Registration No. 333-139512

As filed with the Securities and Exchange Commission on November 30, 2011

UNITED STATES

SECURITIES AND EXCHANGE COMMISSION

Washington, D.C. 20549

POST-EFFECTIVE AMENDMENT NO. 1

TO

FORM S-8

REGISTRATION STATEMENT UNDER THE SECURITIES ACT OF 1933


ELBIT SYSTEMS LTD.

(Exact name of registrant as specified in its charter)

Israel N/A
(State or other jurisdiction of (I.R.S. Employer
incorporation or organization) Identification No.)
Advanced Technology Center
P.O. Box 539
Haifa 31053 Israel 31053
(Address of Principal Executive Offices) (Zip Code)

2007 STOCK OPTION PLAN

(Full title of the plan)


Elbit Systems of America, LLC

4700 Marine Creek Parkway

Fort Worth, Texas 76136

(Name and address of agent for service)


(817) 234-6600

(Telephone number, including area code, of agent for service)


Copies to:

Timothy I. Kahler, Esq.

Troutman Sanders LLP

405 Lexington Avenue

New York, New York 10174

(212) 704-6000

Indicate by check mark whether the registrant is a large accelerated filer, an accelerated filer, a non-accelerated filer, or a smaller reporting company.
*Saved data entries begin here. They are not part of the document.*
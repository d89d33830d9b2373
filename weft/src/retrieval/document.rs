//! Retrieved documents.

use serde::{Deserialize, Serialize};
use serde_json::{Map, Value};

/// Text plus free-form metadata (`projectId`, `source`, ...).
#[derive(Debug, Clone, Default, PartialEq, Serialize, Deserialize)]
#[serde(rename_all = "camelCase")]
pub struct Document {
    pub page_content: String,
    #[serde(default)]
    pub metadata: Map<String, Value>,
}

impl Document {
    pub fn new(page_content: impl Into<String>) -> Self {
        Self {
            page_content: page_content.into(),
            metadata: Map::new(),
        }
    }

    pub fn with_metadata(mut self, key: impl Into<String>, value: Value) -> Self {
        self.metadata.insert(key.into(), value);
        self
    }

    /// `metadata.source` when it is a string.
    pub fn source(&self) -> Option<&str> {
        self.metadata.get("source").and_then(|v| v.as_str())
    }
}

/// Joins document contents for a prompt, separated by blank lines.
pub fn format_documents(documents: &[Document]) -> String {
    documents
        .iter()
        .map(|d| d.page_content.as_str())
        .collect::<Vec<_>>()
        .join("\n\n")
}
See the definitions of “large accelerated filer,” “accelerated filer” and “smaller reporting company” in Rule 12b-2 of the Exchange Act.

Large accelerated filer þ
(Do not check if a smaller reporting company)

EXPLANATORY NOTE

Elbit Systems Ltd. (the “Registrant”) hereby amends its registration statement on Form S-8 (Registration No. 333-139512) (the “Registration Statement”) by filing this Post-Effective Amendment No. 1 to reflect the amendment of the Registrant’s 2007 Stock Option Plan. The Amended 2007 Stock Option Plan filed herewith as Exhibit 4.3 replaces the Exhibit 4.3 previously filed with the Registration Statement. No additional securities are being registered.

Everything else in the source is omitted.